Extrapulmonary manifestations of pulmonary arterial hypertension.

INTRODUCTION

Extrapulmonary manifestations of pulmonary arterial hypertension (PAH) may play a critical pathobiological role and a deeper understanding will advance insight into mechanisms and novel therapeutic targets. This manuscript reviews our understanding of extrapulmonary manifestations of PAH.

AREAS COVERED

A group of experts was assembled and a complimentary PubMed search performed (October 2023 - March 2024). Inflammation is observed throughout the central nervous system and attempts at manipulation are an encouraging step toward novel therapeutics. Retinal vascular imaging holds promise as a noninvasive method of detecting early disease and monitoring treatment responses. PAH patients have gut flora alterations and dysbiosis likely plays a role in systemic inflammation. Despite inconsistent observations, the roles of obesity, insulin resistance and dysregulated metabolism may be illuminated by deep phenotyping of body composition. Skeletal muscle dysfunction is perpetuated by metabolic dysfunction, inflammation, and hypoperfusion, but exercise training shows benefit.

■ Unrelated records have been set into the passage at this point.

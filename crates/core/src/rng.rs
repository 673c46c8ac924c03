//! RNG module - seedable randomness for tile spawning
//!
//! The medium spawner is the only random part of the core; everything it
//! needs goes through [`TileRng`] so tests can inject a fixed seed and
//! replay a session exactly.
//!
//! Built on a simple LCG so the core stays dependency-free.

use crate::types::FOUR_TILE_PERCENT;

/// Simple LCG (Linear Congruential Generator) RNG
/// Uses constants from Numerical Recipes
#[derive(Debug, Clone)]
pub struct SimpleRng {
    state: u32,
}

impl SimpleRng {
    /// Create a new RNG with the given seed
    pub fn new(seed: u32) -> Self {
        // Avoid 0 seed which would produce all zeros
        let state = if seed == 0 { 1 } else { seed };
        Self { state }
    }

    /// Generate next random u32
    pub fn next_u32(&mut self) -> u32 {
        // LCG formula: (a * state + c) mod m
        // Using Numerical Recipes constants: a=1664525, c=1013904223, m=2^32
        self.state = self.state.wrapping_mul(1664525).wrapping_add(1013904223);
        self.state
    }

    /// Generate random value in range [0, max).
    ///
    /// Multiply-shift so the result depends on the high bits; the low bits
    /// of an LCG cycle too quickly for fair sampling.
    pub fn next_range(&mut self, max: u32) -> u32 {
        ((self.next_u32() as u64 * max as u64) >> 32) as u32
    }

    /// Current internal state (for reseeding a restarted session)
    pub fn state(&self) -> u32 {
        self.state
    }
}

/// Random source for spawn decisions: cell picks and the classic
/// 90%/10% choice between a 2 and a 4.
#[derive(Debug, Clone)]
pub struct TileRng {
    rng: SimpleRng,
}

impl TileRng {
    /// Create a tile RNG with the given seed
    pub fn new(seed: u32) -> Self {
        Self {
            rng: SimpleRng::new(seed),
        }
    }

    /// Draw a spawn value: 2 with 90% probability, 4 with 10%
    pub fn next_tile_value(&mut self) -> u32 {
        if self.rng.next_range(100) < FOUR_TILE_PERCENT {
            4
        } else {
            2
        }
    }

    /// Pick a uniform index in [0, len)
    pub fn pick_index(&mut self, len: usize) -> usize {
        debug_assert!(len > 0);
        self.rng.next_range(len as u32) as usize
    }

    /// Current RNG state (for restarting with a fresh but derived seed)
    pub fn state(&self) -> u32 {
        self.rng.state()
    }
}
//! High-score persistence.
//!
//! One number in a plain text file, read at startup and written back at
//! session boundaries. A missing or corrupt file is treated as zero so a
//! first run never errors out.

use std::fs;
use std::path::PathBuf;

use anyhow::{Context, Result};

pub const HIGH_SCORE_FILE: &str = "highscore.txt";

#[derive(Debug, Clone)]
pub struct HighScoreStore {
    path: PathBuf,
}

impl Default for HighScoreStore {
    fn default() -> Self {
        Self::new(HIGH_SCORE_FILE)
    }
}

impl HighScoreStore {
    pub fn new(path: impl Into<PathBuf>) -> Self {
        Self { path: path.into() }
    }

    /// Read the stored high score, defaulting to zero when the file is
    /// missing or unparseable.
    pub fn load(&self) -> u32 {
        fs::read_to_string(&self.path)
            .ok()
            .and_then(|text| text.trim().parse().ok())
            .unwrap_or(0)
    }

    /// Persist the high score.
    pub fn save(&self, score: u32) -> Result<()> {
        fs::write(&self.path, format!("{score}\n"))
            .with_context(|| format!("writing high score to {}", self.path.display()))
    }
}

#[cfg(test)]
mod tests {
    use super::*;

    #[test]
    fn test_missing_file_defaults_to_zero() {
        let dir = tempfile::tempdir().unwrap();
        let store = HighScoreStore::new(dir.path().join(HIGH_SCORE_FILE));
        assert_eq!(store.load(), 0);
    }

    #[test]
    fn test_save_then_load_round_trip() {
        let dir = tempfile::tempdir().unwrap();
        let store = HighScoreStore::new(dir.path().join(HIGH_SCORE_FILE));
        store.save(4096).unwrap();
        assert_eq!(store.load(), 4096);
    }

    #[test]
    fn test_corrupt_file_defaults_to_zero() {
        let dir = tempfile::tempdir().unwrap();
        let path = dir.path().join(HIGH_SCORE_FILE);
        fs::write(&path, "not a number").unwrap();
        assert_eq!(HighScoreStore::new(path).load(), 0);
    }

    #[test]
    fn test_save_overwrites_previous_value() {
        let dir = tempfile::tempdir().unwrap();
        let store = HighScoreStore::new(dir.path().join(HIGH_SCORE_FILE));
        store.save(100).unwrap();
        store.save(250).unwrap();
        assert_eq!(store.load(), 250);
    }
}
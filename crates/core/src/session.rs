//! Game session - ties the board engine and spawner AI together.
//!
//! One `GameSession` is a single playthrough: it owns the board, the
//! cumulative score, the high-score watermark, and the won/game-over flags.
//! Every accepted move is followed by exactly one spawn decision; an
//! illegal move triggers nothing. Difficulty is fixed for the lifetime of
//! the session.

use crate::board::{Board, MoveResult};
use crate::spawner::Spawner;
use crate::types::{Difficulty, Direction, GameAction, BOARD_SIZE};

/// Plain-data copy of everything the presentation layer needs for one
/// frame. Cheap to build and independent of the live session.
#[derive(Debug, Clone, Copy, PartialEq, Eq)]
pub struct SessionSnapshot {
    pub board: [[u32; BOARD_SIZE]; BOARD_SIZE],
    pub score: u32,
    pub high_score: u32,
    pub difficulty: Difficulty,
    pub won: bool,
    pub awaiting_win_choice: bool,
    pub game_over: bool,
}

/// Complete state of one game
#[derive(Debug, Clone)]
pub struct GameSession {
    board: Board,
    spawner: Spawner,
    difficulty: Difficulty,
    score: u32,
    /// Best score seen across sessions; persisted by the caller at
    /// session boundaries, never written from here.
    high_score: u32,
    /// Set once the board first holds a 2048 tile; never cleared.
    won: bool,
    /// Player chose to keep going after the win banner.
    win_acknowledged: bool,
    game_over: bool,
}

impl GameSession {
    /// Create a session and spawn the two initial tiles.
    ///
    /// The seed drives the medium spawner's randomness; searched
    /// difficulties place their initial tiles deterministically.
    pub fn new(difficulty: Difficulty, seed: u32) -> Self {
        let mut spawner = Spawner::new(difficulty, seed);
        let mut board = Board::new();
        for _ in 0..2 {
            // A fresh board always has empty cells.
            let (pos, value) = spawner
                .choose_spawn(&board)
                .expect("empty board must accept a spawn");
            board = board.place_tile(pos, value);
        }

        Self {
            board,
            spawner,
            difficulty,
            score: 0,
            high_score: 0,
            won: false,
            win_acknowledged: false,
            game_over: false,
        }
    }

    /// Seed the high-score watermark from the persistence collaborator
    pub fn with_high_score(mut self, high_score: u32) -> Self {
        self.high_score = self.high_score.max(high_score);
        self
    }

    pub fn board(&self) -> &Board {
        &self.board
    }

    pub fn difficulty(&self) -> Difficulty {
        self.difficulty
    }

    pub fn score(&self) -> u32 {
        self.score
    }

    pub fn high_score(&self) -> u32 {
        self.high_score
    }

    pub fn game_over(&self) -> bool {
        self.game_over
    }

    pub fn won(&self) -> bool {
        self.won
    }

    /// True while the win banner is up and the player has not yet chosen
    /// to continue
    pub fn awaiting_win_choice(&self) -> bool {
        self.won && !self.win_acknowledged
    }

    /// Capture the render-relevant state for this frame.
    pub fn snapshot(&self) -> SessionSnapshot {
        SessionSnapshot {
            board: self.board.rows(),
            score: self.score,
            high_score: self.high_score,
            difficulty: self.difficulty,
            won: self.won,
            awaiting_win_choice: self.awaiting_win_choice(),
            game_over: self.game_over,
        }
    }

    /// Execute one move/spawn cycle.
    ///
    /// Returns `None` for an illegal move (board unchanged, no spawn) or
    /// when the game is already over. On success the returned `MoveResult`
    /// carries the merge events for the presentation layer; the session has
    /// already advanced past it (spawn placed, flags updated).
    pub fn try_move(&mut self, dir: Direction) -> Option<MoveResult> {
        if self.game_over {
            return None;
        }

        let result = self.board.apply_move(dir);
        if !result.changed {
            return None;
        }

        self.board = result.board;
        self.score += result.score_delta;
        self.high_score = self.high_score.max(self.score);

        if !self.won && self.board.has_won() {
            self.won = true;
        }

        // Exactly one spawn per accepted move. The board just changed, so
        // at least one cell is empty and the spawner cannot refuse.
        if let Some((pos, value)) = self.spawner.choose_spawn(&self.board) {
            self.board = self.board.place_tile(pos, value);
        }

        if self.board.is_game_over() {
            self.game_over = true;
        }

        Some(result)
    }

    /// Resume play after reaching 2048
    pub fn continue_after_win(&mut self) {
        if self.won {
            self.win_acknowledged = true;
        }
    }

    /// Start over with the same difficulty. The high score survives; the
    /// RNG is reseeded from its current stream so restarted games differ.
    pub fn restart(&mut self) {
        let high_score = self.high_score;
        let seed = self.spawner.rng_state().wrapping_add(1);
        *self = Self::new(self.difficulty, seed).with_high_score(high_score);
    }

    /// Apply a game action; returns whether it changed anything.
    pub fn apply_action(&mut self, action: GameAction) -> bool {
        match action {
            GameAction::Move(dir) => self.try_move(dir).is_some(),
            GameAction::Continue => {
                let was_waiting = self.awaiting_win_choice();
                self.continue_after_win();
                was_waiting
            }
            GameAction::Restart => {
                self.restart();
                true
            }
        }
    }
}
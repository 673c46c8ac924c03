//! TerminalRenderer: flushes a framebuffer to a real terminal.
//!
//! Full redraw on first frame and on resize, coalesced diff runs after
//! that. Styles are only re-applied when they change between cells,
//! which keeps the escape-sequence volume low for a mostly-static board.

use std::io::{self, Write};

use anyhow::Result;

use crossterm::{
    cursor,
    style::{
        Attribute, Color, Print, ResetColor, SetAttribute, SetBackgroundColor, SetForegroundColor,
    },
    terminal, QueueableCommand,
};

use crate::fb::{CellStyle, FrameBuffer, Rgb};

pub struct TerminalRenderer {
    stdout: io::Stdout,
    last: Option<FrameBuffer>,
}

impl Default for TerminalRenderer {
    fn default() -> Self {
        Self::new()
    }
}

impl TerminalRenderer {
    pub fn new() -> Self {
        Self {
            stdout: io::stdout(),
            last: None,
        }
    }

    pub fn enter(&mut self) -> Result<()> {
        terminal::enable_raw_mode()?;
        self.stdout.queue(terminal::EnterAlternateScreen)?;
        self.stdout.queue(cursor::Hide)?;
        self.stdout.queue(terminal::DisableLineWrap)?;
        self.stdout.flush()?;
        Ok(())
    }

    pub fn exit(&mut self) -> Result<()> {
        self.stdout.queue(ResetColor)?;
        self.stdout.queue(SetAttribute(Attribute::Reset))?;
        self.stdout.queue(terminal::EnableLineWrap)?;
        self.stdout.queue(cursor::Show)?;
        self.stdout.queue(terminal::LeaveAlternateScreen)?;
        self.stdout.flush()?;
        terminal::disable_raw_mode()?;
        Ok(())
    }

    /// Force the next draw to be a full redraw.
    ///
    /// Useful on terminal resize events.
    pub fn invalidate(&mut self) {
        self.last = None;
    }

    /// Draw a framebuffer and keep it for diffing against the next frame.
    pub fn draw(&mut self, fb: FrameBuffer) -> Result<()> {
        let needs_full = match &self.last {
            Some(prev) => prev.width() != fb.width() || prev.height() != fb.height(),
            None => true,
        };

        if needs_full {
            self.full_redraw(&fb)?;
        } else {
            // Take previous out to avoid borrow conflicts.
            let prev = self.last.take().unwrap();
            self.diff_redraw(&fb, &prev)?;
        }

        self.last = Some(fb);
        Ok(())
    }

    fn full_redraw(&mut self, fb: &FrameBuffer) -> Result<()> {
        self.stdout
            .queue(terminal::Clear(terminal::ClearType::All))?;
        self.stdout.queue(cursor::MoveTo(0, 0))?;

        let mut current_style: Option<CellStyle> = None;
        for y in 0..fb.height() {
            for x in 0..fb.width() {
                let cell = fb.get(x, y).unwrap_or_default();
                if current_style != Some(cell.style) {
                    self.apply_style(cell.style)?;
                    current_style = Some(cell.style);
                }
                self.stdout.queue(Print(cell.ch))?;
            }
            if y + 1 < fb.height() {
                self.stdout.queue(Print("\r\n"))?;
            }
        }

        self.stdout.queue(ResetColor)?;
        self.stdout.queue(SetAttribute(Attribute::Reset))?;
        self.stdout.flush()?;
        Ok(())
    }

    fn diff_redraw(&mut self, next: &FrameBuffer, prev: &FrameBuffer) -> Result<()> {
        let mut current_style: Option<CellStyle> = None;

        for_each_changed_run(prev, next, |x, y, len| {
            // Cursor move per run, then print cells in the run.
            self.stdout.queue(cursor::MoveTo(x, y))?;
            for dx in 0..len {
                let cell = next.get(x + dx, y).unwrap_or_default();
                if current_style != Some(cell.style) {
                    self.apply_style(cell.style)?;
                    current_style = Some(cell.style);
                }
                self.stdout.queue(Print(cell.ch))?;
            }
            Ok(())
        })?;

        self.stdout.queue(ResetColor)?;
        self.stdout.queue(SetAttribute(Attribute::Reset))?;
        self.stdout.flush()?;
        Ok(())
    }

    fn apply_style(&mut self, style: CellStyle) -> Result<()> {
        self.stdout.queue(SetAttribute(Attribute::Reset))?;
        self.stdout
            .queue(SetForegroundColor(rgb_to_color(style.fg)))?;
        self.stdout
            .queue(SetBackgroundColor(rgb_to_color(style.bg)))?;
        if style.bold {
            self.stdout.queue(SetAttribute(Attribute::Bold))?;
        }
        Ok(())
    }
}

fn rgb_to_color(rgb: Rgb) -> Color {
    Color::Rgb {
        r: rgb.r,
        g: rgb.g,
        b: rgb.b,
    }
}

fn for_each_changed_run(
    prev: &FrameBuffer,
    next: &FrameBuffer,
    mut f: impl FnMut(u16, u16, u16) -> Result<()>,
) -> Result<()> {
    let w = next.width();
    let h = next.height();

    for y in 0..h {
        let mut x = 0;
        while x < w {
            if prev.get(x, y) == next.get(x, y) {
                x += 1;
                continue;
            }

            let start = x;
            x += 1;
            while x < w && prev.get(x, y) != next.get(x, y) {
                x += 1;
            }
            f(start, y, x - start)?;
        }
    }

    Ok(())
}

Renal, hepatic, and bone marrow abnormalities are observed in PAH and may represent both end-organ damage and disease modifiers.

EXPERT OPINION

Insights into systemic manifestations of PAH will illuminate disease mechanisms and novel therapeutic targets. Additional study is needed to understand whether extrapulmonary manifestations are a cause or effect of PAH and how manipulation may affect outcomes.